In the meantime, Ethiopia and its partners in the region and beyond have allowed access to life’s necessities to become a political bargaining chip. Ethiopia’s state minister for foreign affairs recently said that basic services won’t be restored until the two parties begin peace talks, whereas Tigrayan authorities want services restored before talks can begin. With the resumption of fighting, it’s even more essential for the world to make clear that negotiations and access to aid must be decoupled.
So, what’s to be done?
The U.N. Security Council, starting with the A3, and the African Union need to act now. They should publicly call on Ethiopia to completely lift its chokehold on desperately needed humanitarian aid and its shutdown of basic services. They should insist that the warring parties, including Tigray’s forces, abide by international law and facilitate assistance to those in need without any preconditions or delay. The Security Council should hold a public debate to address conflict-induced hunger and place Ethiopia on its regular agenda.

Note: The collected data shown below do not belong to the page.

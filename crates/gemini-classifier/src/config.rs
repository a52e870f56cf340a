//! Configuration for the Gemini client.

use std::env;
use std::time::Duration;

use intake_core::{RetryPolicy, ServiceError};

/// Default API base URL.
pub const DEFAULT_API_URL: &str = "https://generativelanguage.googleapis.com";

/// Default model.
pub const DEFAULT_MODEL: &str = "gemini-2.0-flash";

/// Models tried, in order, after the configured model fails.
pub const DEFAULT_FALLBACK_MODELS: [&str; 3] =
    ["gemini-flash-latest", "gemini-2.5-flash", "gemini-2.5-flash-lite"];

/// Configuration for [`GeminiClient`](crate::GeminiClient).
#[derive(Debug, Clone)]
pub struct GeminiConfig {
    /// API base URL.
    pub api_url: String,

    /// API key for authentication.
    pub api_key: String,

    /// Preferred model name.
    pub model: String,

    /// Models tried after `model`, in order.
    pub fallback_models: Vec<String>,

    /// Temperature for generation.
    pub temperature: Option<f32>,

    /// Maximum output tokens.
    pub max_output_tokens: Option<u32>,

    /// Retry policy applied to each model.
    pub retry: RetryPolicy,

    /// Classification prompt template (see [`render_prompt`](crate::render_prompt)).
    pub prompt_template: Option<String>,
}

impl Default for GeminiConfig {
    fn default() -> Self {
        Self {
            api_url: DEFAULT_API_URL.to_string(),
            api_key: String::new(),
            model: DEFAULT_MODEL.to_string(),
            fallback_models: DEFAULT_FALLBACK_MODELS.iter().map(|m| m.to_string()).collect(),
            temperature: Some(0.0),
            max_output_tokens: Some(512),
            retry: RetryPolicy::default(),
            prompt_template: None,
        }
    }
}

impl GeminiConfig {
    /// Create configuration from environment variables.
    ///
    /// Required environment variables:
    /// - `GEMINI_API_KEY` - API key for authentication
    ///
    /// Optional environment variables:
    /// - `GEMINI_API_URL` - API URL (default: https://generativelanguage.googleapis.com)
    /// - `GEMINI_MODEL` - Preferred model (default: gemini-2.0-flash)
    /// - `GEMINI_FALLBACK_MODELS` - Comma-separated fallback models
    /// - `GEMINI_TEMPERATURE` - Temperature (default: 0.0)
    /// - `GEMINI_MAX_OUTPUT_TOKENS` - Max output tokens (default: 512)
    /// - `GEMINI_MAX_RETRIES` - Attempts per model (default: 3)
    /// - `GEMINI_TIMEOUT_SECS` - Per-attempt timeout (default: 20)
    /// - `GEMINI_INITIAL_BACKOFF_MS` - First retry delay (default: 1000)
    pub fn from_env() -> Result<Self, ServiceError> {
        let api_key = env::var("GEMINI_API_KEY")
            .ok()
            .filter(|key| !key.trim().is_empty())
            .ok_or_else(|| ServiceError::Configuration("GEMINI_API_KEY not set".to_string()))?;

        let defaults = Self::default();

        let api_url = env::var("GEMINI_API_URL").unwrap_or(defaults.api_url);

        let model = env::var("GEMINI_MODEL").unwrap_or(defaults.model);

        let fallback_models = env::var("GEMINI_FALLBACK_MODELS")
            .ok()
            .map(|v| {
                v.split(',')
                    .map(str::trim)
                    .filter(|m| !m.is_empty())
                    .map(str::to_string)
                    .collect()
            })
            .unwrap_or(defaults.fallback_models);

        let temperature = env::var("GEMINI_TEMPERATURE")
            .ok()
            .and_then(|v| v.parse().ok())
            .or(defaults.temperature);

        let max_output_tokens = env::var("GEMINI_MAX_OUTPUT_TOKENS")
            .ok()
            .and_then(|v| v.parse().ok())
            .or(defaults.max_output_tokens);

        let max_attempts = env::var("GEMINI_MAX_RETRIES")
            .ok()
            .and_then(|v| v.parse().ok())
            .unwrap_or(defaults.retry.max_attempts);

        let per_attempt_timeout = env::var("GEMINI_TIMEOUT_SECS")
            .ok()
            .and_then(|v| v.parse().ok())
            .map(Duration::from_secs)
            .unwrap_or(defaults.retry.per_attempt_timeout);

        let initial_backoff = env::var("GEMINI_INITIAL_BACKOFF_MS")
            .ok()
            .and_then(|v| v.parse().ok())
            .map(Duration::from_millis)
            .unwrap_or(defaults.retry.initial_backoff);

        Ok(Self {
            api_url,
            api_key,
            model,
            fallback_models,
            temperature,
            max_output_tokens,
            retry: RetryPolicy::new(max_attempts, per_attempt_timeout, initial_backoff),
            prompt_template: Some(crate::prompt::load_classifier_prompt()),
        })
    }

    /// Create a new config builder.
    pub fn builder() -> GeminiConfigBuilder {
        GeminiConfigBuilder::default()
    }

    /// The configured model followed by the fallbacks, without duplicates.
    pub fn models(&self) -> Vec<&str> {
        let mut models = vec![self.model.as_str()];
        for model in &self.fallback_models {
            if !models.contains(&model.as_str()) {
                models.push(model.as_str());
            }
        }
        models
    }
}

/// Builder for GeminiConfig.
#[derive(Debug, Default)]
pub struct GeminiConfigBuilder {
    config: GeminiConfig,
}

impl GeminiConfigBuilder {
    pub fn api_key(mut self, key: impl Into<String>) -> Self {
        self.config.api_key = key.into();
        self
    }

    pub fn api_url(mut self, url: impl Into<String>) -> Self {
        self.config.api_url = url.into();
        self
    }

    pub fn model(mut self, model: impl Into<String>) -> Self {
        self.config.model = model.into();
        self
    }

    pub fn fallback_models<I, S>(mut self, models: I) -> Self
    where
        I: IntoIterator<Item = S>,
        S: Into<String>,
    {
        self.config.fallback_models = models.into_iter().map(Into::into).collect();
        self
    }

    pub fn temperature(mut self, temp: f32) -> Self {
        self.config.temperature = Some(temp);
        self
    }

    pub fn max_output_tokens(mut self, tokens: u32) -> Self {
        self.config.max_output_tokens = Some(tokens);
        self
    }

    pub fn retry(mut self, retry: RetryPolicy) -> Self {
        self.config.retry = retry;
        self
    }

    pub fn prompt_template(mut self, template: impl Into<String>) -> Self {
        self.config.prompt_template = Some(template.into());
        self
    }

    pub fn build(self) -> GeminiConfig {
        self.config
    }
}
//! Complaint creation payloads and department references.

use serde::{Deserialize, Serialize};

use crate::classification::Intent;

/// Maximum title length, in characters.
pub const MAX_TITLE_CHARS: usize = 60;

/// Source tag for complaints filed through the chat flow.
pub const COMPLAINT_SOURCE_CHATBOT: &str = "chatbot";

/// A government department that can own complaints.
#[derive(Debug, Clone, PartialEq, Eq, Serialize, Deserialize)]
pub struct Department {
    /// Short code (e.g. "BBMP", "PW-SUB").
    pub code: String,
    /// Display name (e.g. "Public Works - Roads").
    pub name: String,
}

impl Department {
    pub fn new(code: impl Into<String>, name: impl Into<String>) -> Self {
        Self {
            code: code.into(),
            name: name.into(),
        }
    }
}

/// Free-form details attached to a chat complaint.
#[derive(Debug, Clone, PartialEq, Eq, Default, Serialize, Deserialize)]
pub struct ComplaintMetadata {
    pub location: Option<String>,
    pub phone: Option<String>,
    pub intent: Option<Intent>,
}

/// Payload handed to a [`ComplaintSink`](crate::ComplaintSink).
#[derive(Debug, Clone, PartialEq, Eq, Serialize, Deserialize)]
pub struct ComplaintPayload {
    pub title: String,
    pub description: String,
    pub transcript: Option<String>,
    pub language: Option<String>,
    pub translated_text: Option<String>,
    pub category: Option<String>,
    pub subcategory: Option<String>,
    pub department_code: String,
    pub source: String,
    pub metadata: ComplaintMetadata,
}

impl ComplaintPayload {
    /// Build a title from a description, truncated to [`MAX_TITLE_CHARS`].
    pub fn title_from(description: &str) -> String {
        let trimmed = description.trim();
        if trimmed.is_empty() {
            return "Chatbot Complaint".to_string();
        }
        trimmed.chars().take(MAX_TITLE_CHARS).collect()
    }
}

/// What a sink returns after creating a complaint.
#[derive(Debug, Clone, PartialEq, Eq, Serialize, Deserialize)]
pub struct ComplaintReceipt {
    pub id: String,
    /// Human-readable tracking number (e.g. "COMP-123456").
    pub reference_number: String,
    pub status: String,
}

#[cfg(test)]
mod tests {
    use super::*;

    #[test]
    fn test_title_truncated_by_chars() {
        let description = "ಕಸ ".repeat(40);
        let title = ComplaintPayload::title_from(&description);
        assert_eq!(title.chars().count(), MAX_TITLE_CHARS);
    }

    #[test]
    fn test_title_short_description_kept() {
        assert_eq!(ComplaintPayload::title_from("  Broken lamp "), "Broken lamp");
    }

    #[test]
    fn test_title_blank_description() {
        assert_eq!(ComplaintPayload::title_from("   "), "Chatbot Complaint");
    }
}
//! Department directories.

use intake_core::{async_trait, Department, DepartmentDirectory, ServiceError};

/// A directory backed by a fixed list.
#[derive(Debug, Clone, Default)]
pub struct StaticDirectory {
    departments: Vec<Department>,
}

impl StaticDirectory {
    pub fn new(departments: Vec<Department>) -> Self {
        Self { departments }
    }

    /// The departments the chat flow expects by default.
    pub fn municipal() -> Self {
        Self::new(vec![
            Department::new("BBMP", "Bruhat Bengaluru Mahanagara Palike"),
            Department::new("BESCOM", "Bangalore Electricity Supply Company"),
            Department::new("PW", "Public Works"),
            Department::new("PW-SUB", "Public Works - Roads"),
            Department::new("PD", "Police Department"),
        ])
    }
}

#[async_trait]
impl DepartmentDirectory for StaticDirectory {
    async fn list_departments(&self) -> Result<Vec<Department>, ServiceError> {
        Ok(self.departments.clone())
    }
}

/// A directory that is always unreachable.
#[derive(Debug, Clone, Copy, Default)]
pub struct FailingDirectory;

#[async_trait]
impl DepartmentDirectory for FailingDirectory {
    async fn list_departments(&self) -> Result<Vec<Department>, ServiceError> {
        Err(ServiceError::Unavailable("directory offline".to_string()))
    }
}
//! Conversational complaint intake.
//!
//! This crate provides the [`ChatOrchestrator`] which turns a sequence of chat
//! messages into a filed complaint, asking one question per turn.
//!
//! # Features
//!
//! - Rule-based intent detection with canned replies for greetings, thanks,
//!   queries, suggestions and service requests
//! - Validation of descriptions, phone numbers and locations
//! - Classification that never fails: model, then keyword rules, then a
//!   fixed default, with a deterministic dead-animal rule
//! - Department mapping with directory-aware fallbacks
//! - Pluggable session stores (in-memory with TTL, or SQLite)
//! - Per-session serialization of turns
//!
//! # Flow
//!
//! ```text
//!  message ──▶ Fresh ──(greeting/thanks/query/...)──▶ canned reply
//!                │
//!                ▼ description captured, classified, mapped
//!            Collecting(phone → location → department_code)
//!                │
//!                ▼
//!            Confirming ◀──(correction: re-classify)──┐
//!                │ "yes"                              │
//!                ▼                                    │
//!              Done ──(next message: new complaint)───┘
//! ```
//!
//! # Example
//!
//! ```rust,no_run
//! use std::sync::Arc;
//! use database::Database;
//! use intake::{ChatOrchestrator, ChatRequest, DatabaseComplaintSink, TextClassifier};
//!
//! #[tokio::main]
//! async fn main() -> Result<(), Box<dyn std::error::Error>> {
//!     let db = Database::connect("sqlite:grievance.db?mode=rwc").await?;
//!     db.migrate().await?;
//!
//!     let orchestrator = ChatOrchestrator::new(
//!         TextClassifier::keyword_only(),
//!         Arc::new(DatabaseComplaintSink::new(db)),
//!     );
//!
//!     let reply = orchestrator
//!         .handle(ChatRequest::new("session-1", "Garbage is piling up near the market"))
//!         .await;
//!     println!("{}", reply.message);
//!     Ok(())
//! }
//! ```

mod adapters;
mod classification;
mod department;
mod error;
mod intent;
mod language;
mod message;
mod orchestrator;
pub mod replies;
mod session;
mod store;
mod validation;

pub use adapters::{DatabaseComplaintSink, DatabaseDirectory};
pub use classification::{
    apply_domain_rules, classify_by_keywords, mentions_dead_animal, TextClassifier,
    DEAD_ANIMAL_SUBCATEGORY, KEYWORD_RULES,
};
pub use department::{map_department, static_department_code, DEFAULT_DEPARTMENT_CODE};
pub use error::IntakeError;
pub use intent::{detect_intent, IntentTag};
pub use language::{detect_or_unknown, ScriptLanguageDetector, UNKNOWN_LANGUAGE};
pub use message::{ChatRequest, ChatResponse, UserFields};
pub use orchestrator::{ChatOrchestrator, CANONICAL_LANGUAGE};
pub use session::{AwaitingField, ChatState, ConversationSession, ERROR_REFERENCE};
pub use store::{MemorySessionStore, SessionStore, SqliteSessionStore};
pub use validation::{
    clean_phone, validate_description, validate_location, validate_phone, DescriptionError,
    MIN_DESCRIPTION_CHARS, MIN_LOCATION_CHARS,
};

It is crucial that such governmental practices are not normalized. Those responsible for blocking food, fuel, and medicine, as well as using basic services as a bargaining chip, should be held accountable. Those using starvation of civilians as a method of warfare by impeding relief supplies or depriving civilians of what they need for their survival can be prosecuted for war crimes. For this to happen, continuing the work of the U.N. International Commission on Human Rights in Ethiopia, which is up for renewal by the U.N. Human Rights Council in September, will also be critical.
African and U.N. engagement over Russia’s Black Sea blockade has demonstrated what public pressure, combined with diplomacy, can deliver on humanitarian aid. Ships departing from Ukraine’s ports laden with grain is the best kind of dividend of that approach. But we’ve also seen the opposite: a largely forgotten crisis in Ethiopia where the weaponized starvation of an entire region hasn’t generated anywhere near the same attention. Unless the international community rallies to ensure everyone in Tigray has full access to humanitarian assistance, grain shipments finally arriving in Ethiopia may not get to one of the populations in greatest need. If that’s the ultimate result, the grain deal will be a hollow victory.